Sino-US supply chain is stronger than trade war

If you listen to President Trump discussing trade, you will feel that the international supply chain does not exist. For the most important US-China trade, Trump’s thinking is roughly as follows: goods and services are either “made in the United States” or “made in China.” When the product is manufactured in the United States and exported to China, the United States “wins”; when the United States imports Chinese-made products, the United States “loses.”

The problem is that Trump’s view of trade is a relic of a distant era, when products were actually made in one country and sold to another. But that model has long ceased to exist. Containerized transportation in the 1960s and the Internet in the 1990s completely changed the pattern of trade. These revolutionary changes have dramatically reduced the cost of transporting international goods and services. The new global supply chain leverages the differences in cost and skill across countries to produce more affordable products.

In today’s global economy, most products are assembled in parts of the country and then sold to parts of the world. Purely “Made in the USA” and “Made in China” or products made by any single country are much less. There is no doubt that this is a boon to global consumers.

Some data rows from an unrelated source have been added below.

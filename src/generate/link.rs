//! Link edges: executables, shared libraries and static archives.
//!
//! Linking goes through a one-line `RULE_<LINKER>` macro taking the inputs
//! as `$1` and the output as `$2`. A link producing both a DLL and its
//! import library runs once through a stamp file: the real outputs depend
//! on `<output>.stamp`, and only the stamp rule carries the recipe.

use tracing::debug;

use crate::graph::LinkEdge;
use crate::make::error::MakeError;
use crate::make::fragment::{Fragment, PathRef, ToFragment};
use crate::make::makefile::{Makefile, Rule, Shell};
use crate::make::symbols::{Call, Variable};
use crate::toolchain::{LinkCommand, LinkMode, Linker, uniques};

use super::Generation;
use super::compile::recipe_variable;
use super::directory::sentinel;
use super::flags::{cmd_var, flags_vars, literal_words};

/// Extension of the stamp file standing in for a multi-output link.
pub const STAMP_EXT: &str = ".stamp";

pub(super) fn emit(
    edge: &LinkEdge,
    generation: &Generation<'_>,
    makefile: &mut Makefile,
) -> Result<(), MakeError> {
    let linker = generation.toolchain.linker(&edge.lang, edge.mode)?;
    let recipe = recipe_variable(linker.rule_name());

    let mut global_args = linker.global_args();
    if edge.mode != LinkMode::StaticLibrary {
        global_args.extend(generation.graph.global_link_options.iter().cloned());
    }
    let (global_flags, flags) =
        flags_vars(makefile, linker.flags_var(), literal_words(global_args))?;

    let mut overrides: Vec<(Variable, Vec<Fragment>)> = Vec::new();
    let mut flag_values = linker.mode_args();
    let mut libs_var = None;
    if edge.mode != LinkMode::StaticLibrary {
        flag_values.extend(literal_words(&edge.options));
        flag_values.extend(linker.lib_dirs(&edge.libs));
        flag_values.extend(linker.rpath(&edge.libs, &edge.output));
    }
    if let Some(import_library) = &edge.import_library {
        flag_values.extend(linker.import_lib(import_library)?);
    }
    if let Some(name) = linker.libs_var() {
        let (global_libs, libs) =
            flags_vars(makefile, name, literal_words(linker.global_libs()))?;
        if !edge.libs.is_empty() {
            let mut value = vec![global_libs.to_fragment()];
            for lib in &edge.libs {
                value.extend(linker.link_lib(lib)?);
            }
            overrides.push((libs.clone(), value));
        }
        libs_var = Some(libs);
    }
    if !flag_values.is_empty() {
        let value = std::iter::once(global_flags.to_fragment()).chain(flag_values).collect();
        overrides.insert(0, (flags.clone(), value));
    }

    if !makefile.has_variable(&recipe, None) {
        define_recipe(linker.as_ref(), &recipe, &flags, libs_var.as_ref(), makefile)?;
    }
    let call = Call::new(&recipe)
        .arg(edge.files.iter().map(Fragment::from))
        .arg([Fragment::from(&edge.output)]);

    let outputs = edge.outputs();
    let mut rule = if outputs.len() > 1 {
        let stamp = edge.output.add_ext(STAMP_EXT);
        debug!(stamp = %stamp.path, "collapsing link outputs behind stamp");
        makefile.rule(Rule::new(outputs.iter().copied()).deps([&stamp]))?;
        Rule::new([stamp]).recipe(vec![
            Shell::Line(call.to_fragment()),
            Shell::Words(vec![
                Fragment::escaped("@touch"),
                Variable::new("@").to_fragment(),
            ]),
        ])
    } else {
        Rule::new([edge.output.clone()]).shared_recipe(&call)
    };

    let generated_libs = edge.libs.iter().filter(|lib| lib.generated).map(|lib| &lib.path);
    rule = rule.deps(edge.files.iter().chain(generated_libs).chain(&edge.extra_deps));
    let dirs: Vec<PathRef> = uniques(outputs.iter().map(|output| output.parent()))
        .into_iter()
        .filter(|dir| !dir.is_root())
        .map(|dir| sentinel(&dir))
        .collect();
    rule = rule.order_only(dirs);
    for (var, value) in overrides {
        rule = rule.variable(var, Shell::Words(value));
    }
    makefile.rule(rule)
}

fn define_recipe(
    linker: &dyn Linker,
    recipe: &Variable,
    flags: &Variable,
    libs: Option<&Variable>,
    makefile: &mut Makefile,
) -> Result<(), MakeError> {
    debug!(recipe = %recipe, "defining link recipe");
    let cmd = cmd_var(makefile, linker.command_var(), linker.command_name())?;
    let command = linker.command(LinkCommand {
        cmd: cmd.to_fragment(),
        inputs: Variable::new("1").to_fragment(),
        output: Variable::new("2").to_fragment(),
        libs: libs.map(|var| var.to_fragment()),
        args: vec![flags.to_fragment()],
    });
    makefile.define(recipe.clone(), vec![Shell::Words(command)])?;
    Ok(())
}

But from car manufacturing to telephony, the globalization of the supply chain has led to the outsourcing of jobs in the United States to other countries. This is why Trump believes that (launching) a trade war is a good election politics.

Consider two iconic cases: Trump’s war against Huawei and its demand for Apple to make mobile phones in the United States. This is a “double supply chain record.”

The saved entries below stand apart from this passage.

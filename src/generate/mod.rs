//! Makefile generation.
//!
//! [`generate`] walks a [`BuildGraph`] in a fixed order and returns the
//! rendered Makefile:
//!
//! 1. path variables for `$(srcdir)` and the installation directories,
//! 2. the `all` aggregate of the default targets,
//! 3. `install`,
//! 4. `tests` and `test`,
//! 5. one rule per edge, through a handler table keyed by edge kind,
//! 6. the directory-sentinel pattern rule,
//! 7. the self-regeneration rule.
//!
//! The same inputs always produce byte-identical output.

use std::sync::OnceLock;

use camino::Utf8PathBuf;
use indexmap::IndexMap;
use tracing::debug;

use crate::environment::Environment;
use crate::graph::{BuildGraph, Edge, EdgeKind};
use crate::make::error::MakeError;
use crate::make::fragment::{Fragment, Root};
use crate::make::makefile::{Flavor, Makefile, Rule, Shell};
use crate::toolchain::Toolchain;

mod aliases;
mod compile;
pub mod directory;
mod flags;
mod install;
pub mod link;
pub mod regenerate;
pub mod testing;

/// Target building every default output.
pub const ALL_TARGET: &str = "all";

/// State shared by the edge handlers of one run.
#[derive(Debug)]
pub struct Generation<'a> {
    /// The run's environment.
    pub env: &'a Environment,
    /// The graph being translated.
    pub graph: &'a BuildGraph,
    /// Compilers and linkers for the environment.
    pub toolchain: Toolchain,
}

/// Emits the rules for one edge.
pub type EdgeHandler = fn(&Edge, &Generation<'_>, &mut Makefile) -> Result<(), MakeError>;

/// A file written next to the Makefile.
#[derive(Debug, Clone, PartialEq, Eq)]
pub struct AuxiliaryFile {
    /// Name relative to the build directory.
    pub name: Utf8PathBuf,
    /// File contents.
    pub contents: String,
}

/// Output of a generation run.
#[derive(Debug, Clone, PartialEq, Eq)]
pub struct Generated {
    /// Text of the Makefile.
    pub makefile: String,
    /// Files the Makefile includes.
    pub auxiliary: Vec<AuxiliaryFile>,
}

fn compile_edge(
    edge: &Edge,
    generation: &Generation<'_>,
    makefile: &mut Makefile,
) -> Result<(), MakeError> {
    match edge {
        Edge::Compile(compile) => compile::emit(compile, generation, makefile),
        other => Err(mismatched(other)),
    }
}

fn link_edge(
    edge: &Edge,
    generation: &Generation<'_>,
    makefile: &mut Makefile,
) -> Result<(), MakeError> {
    match edge {
        Edge::Link(link) => link::emit(link, generation, makefile),
        other => Err(mismatched(other)),
    }
}

fn alias_edge(
    edge: &Edge,
    _: &Generation<'_>,
    makefile: &mut Makefile,
) -> Result<(), MakeError> {
    match edge {
        Edge::Alias(alias) => aliases::emit_alias(alias, makefile),
        other => Err(mismatched(other)),
    }
}

fn command_edge(
    edge: &Edge,
    _: &Generation<'_>,
    makefile: &mut Makefile,
) -> Result<(), MakeError> {
    match edge {
        Edge::Command(command) => aliases::emit_command(command, makefile),
        other => Err(mismatched(other)),
    }
}

fn mismatched(edge: &Edge) -> MakeError {
    MakeError::UnknownEdgeType {
        kind: edge.kind().name().to_owned(),
    }
}

/// The handler for every edge kind the generator understands.
#[must_use]
pub fn default_handlers() -> &'static IndexMap<EdgeKind, EdgeHandler> {
    static HANDLERS: OnceLock<IndexMap<EdgeKind, EdgeHandler>> = OnceLock::new();
    HANDLERS.get_or_init(|| {
        let mut handlers: IndexMap<EdgeKind, EdgeHandler> = IndexMap::new();
        handlers.insert(EdgeKind::Compile, compile_edge);
        handlers.insert(EdgeKind::Link, link_edge);
        handlers.insert(EdgeKind::Alias, alias_edge);
        handlers.insert(EdgeKind::Command, command_edge);
        handlers
    })
}

/// Generate the Makefile for `graph` in `env`.
///
/// # Errors
///
/// Returns a [`MakeError`] when the graph cannot be expressed, for example
/// when two edges produce the same target or a language has no toolchain.
pub fn generate(env: &Environment, graph: &BuildGraph) -> Result<Generated, MakeError> {
    generate_with(env, graph, default_handlers())
}

/// Generate using a custom handler table.
///
/// # Errors
///
/// As [`generate`], plus [`MakeError::UnknownEdgeType`] for an edge whose
/// kind has no handler.
pub fn generate_with(
    env: &Environment,
    graph: &BuildGraph,
    handlers: &IndexMap<EdgeKind, EdgeHandler>,
) -> Result<Generated, MakeError> {
    let generation = Generation {
        env,
        graph,
        toolchain: env.toolchain(),
    };
    let mut makefile = Makefile::new();

    declare_roots(env, &mut makefile)?;
    makefile.rule(
        Rule::new([Fragment::literal(ALL_TARGET)])
            .deps(&graph.defaults)
            .phony(),
    )?;
    install::emit(&graph.install, &mut makefile)?;
    testing::emit(&graph.tests, &mut makefile)?;

    for edge in &graph.edges {
        let kind = edge.kind();
        let handler = handlers.get(&kind).ok_or_else(|| MakeError::UnknownEdgeType {
            kind: kind.name().to_owned(),
        })?;
        debug!(%kind, "emitting edge");
        handler(edge, &generation, &mut makefile)?;
    }

    directory::emit(&mut makefile)?;
    let auxiliary = regenerate::emit(&generation, &mut makefile)?;

    Ok(Generated {
        makefile: makefile.render(),
        auxiliary: auxiliary.into_iter().collect(),
    })
}

fn declare_roots(env: &Environment, makefile: &mut Makefile) -> Result<(), MakeError> {
    for root in Root::ANCHORED {
        let Some(name) = root.variable_name() else {
            continue;
        };
        let value = match root {
            Root::Source => Some(Fragment::literal(env.srcdir.as_str())),
            other => env.install_dirs.value(other),
        };
        if let Some(value) = value {
            makefile.variable(name, Shell::Line(value), Flavor::Simple, None)?;
        }
    }
    Ok(())
}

Despite constant threats, the US government has yet to implement its commitment to ban Huawei from doing business with US companies. What is the reason? Because Huawei is very important to American companies. About a quarter of Huawei’s products are supplied by top US technology companies led by Broadcom and Qualcomm, which earn far more than $1 billion, no less than Huawei’s Chinese suppliers.

Looking away from American parts in Chinese equipment to American products assembled in China – Apple. On the back cover of all Apple products, the words “California Apple Design, China Assembly” are marked. Please note that the word “Made in China” is not used because Apple products are almost all assembled in mainland China. The assemblers are mainly Taiwanese companies Foxconn, but their parts are from the United States, Asia and Europe. The added value of assemblers such as Foxconn usually only accounts for about 5% of the total cost of Apple equipment. Other costs come from parts and components, and none of them come from China. So “Made in China” is so much.

Studies have shown that the total cost of Apple’s iPhoneXsMax is about $ 453. Compared with the retail price of $ 1,99, it is not difficult to understand why Apple is one of the world’s largest companies by market value. Therefore, China is an indispensable part of Apple’s success, especially considering that China is the largest market for Apple products outside the US.

As long as you consider the supply chain that supports Apple and Huawei and the great value that American companies get from it, it’s easy to see why companies like Apple and Qualcomm want to end the trade war. But in terms of Sino-US relations, at least some people in the Trump administration regard this supply chain as an enemy. They hope that the two economies will be “decoupled” by separating the supply chains that link the two economies together. But “decoupling” is not easy, and its economic cost is extremely high.

Most importantly, the United States and China are interdependent and the supply chains are interconnected, forming a close bond that links the two countries. This is also the reason why the author strongly opposes the requirement of “decoupling” between the United States and China in the name of national security. Because “decoupling” reduces the cost of conflict between the United States and China, it will seriously endanger US national security.

The global supply chain not only benefits consumers, but also a strong reason to end the US-China trade confrontation.